Desde el salmo descubrimos el espíritu de pobreza: los "Anawim". ¿Estamos en una situación de abundancia, comparativamente respecto a los demás? Deberíamos entonces aplicarnos, los primeros, esta condenación del "desprecio de los orgullosos", que indigna a los pobres. Los "pobres" llenan los salmos. Los pobres son aquellos "cuya angustia los hace conscientes de su dependencia absoluta de Dios"... "Aquellos que todo lo esperan de su bondad"... "Aquellos a quienes falta algo y no están satisfechos"... "Aquellos cuyo ideal no han logrado alcanzar y que permanecen siempre pobres y disponibles"... "Aquellos que están en búsqueda de una realización, de una perfección mayor"... "Aquellos a quienes la tierra no basta y..." Todos, en el fondo, ante Dios, somos "pobres" "Anawim". Pero podemos ser inconscientes... ¡"Bienaventurados los pobres de corazón, dice Jesús, porque de ellos es el Reino de Dios!". En este sentido "religioso", la palabra "pobre" se opone menos a "rico" que a estas otras palabras: "orgulloso", "malvado", "impío", "gocetas", "escéptico", "burlón", "chancista", "materialista satisfecho". "Esto es demasiado, estamos hartos del escarnio de los pudientes, del desprecio de los orgullosos". Pero sigue siendo cierto que algo de pobreza material es necesaria para hacernos descubrir la pobreza esencial: cuando todo lo tenemos aquí abajo, cuando ya hemos recibido la consolación, cuando estamos "satisfechos", no estamos preparados a escuchar los llamados espirituales del más allá.

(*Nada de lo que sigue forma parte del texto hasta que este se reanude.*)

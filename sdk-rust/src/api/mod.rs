// Copyright (c) 2024-2025 DeepGraph Inc.
// SPDX-License-Identifier: Apache-2.0
//
//! API facades
//!
//! Each facade borrows the client and turns typed arguments into one
//! [`ApiRequest`](crate::transport::ApiRequest), then decodes the response.
//! Every call that can join a transaction takes it as an explicit
//! `Option<&Transaction>`.

pub mod labels;
pub mod properties;
pub mod query;
pub mod records;
pub mod relationships;
pub mod transactions;

pub use labels::LabelsApi;
pub use properties::PropertiesApi;
pub use query::QueryApi;
pub use records::{RecordTarget, RecordsApi};
pub use relationships::RelationshipsApi;
pub use transactions::TransactionsApi;

use serde_json::Value;

/// Unwrap the `data` member of a response envelope.
///
/// Responses that are not envelopes are returned unchanged.
pub(crate) fn response_data(response: Value) -> Value {
    match response {
        Value::Object(mut map) if map.contains_key("data") => {
            map.remove("data").unwrap_or(Value::Null)
        }
        other => other,
    }
}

 En la segunda lectura (2 Cor.12, 7b-10 ), San Pablo termina su segunda carta a los de Corinto. En el fragmento que hoy leemos San Pablo recuerda sus limitaciones humanas. La intención profunda del apóstol es mostrar que toda la grandeza de su misión tiene su origen en la gracia de Dios y no en sus propios méritos. En ningún momento intenta minimizar la gloria de la misión apostólica (sería falsa humildad), pero al mismo tiempo es siempre plenamente consciente de su debilidad personal (humildad como verdad).
El tema de la debilidad domina este pasaje. Los adversarios de Pablo, para desacreditarlo a los ojos de los corintios, quieren servirse de su superioridad sobre él en el campo de los carismas. Pablo no puede entonces contenerse en poner de relieve la acción de Dios en la debilidad de su ministerio (2 Cor 11, 14-33) e incluso tiene que probar que no tiene nada que temer de sus acusadores, aun sobre el plano de los carismas. Si no se gloría más y pone más bien en relieve su debilidad, es porque no defiende su propia persona, sino la naturaleza misma del ministerio apostólico.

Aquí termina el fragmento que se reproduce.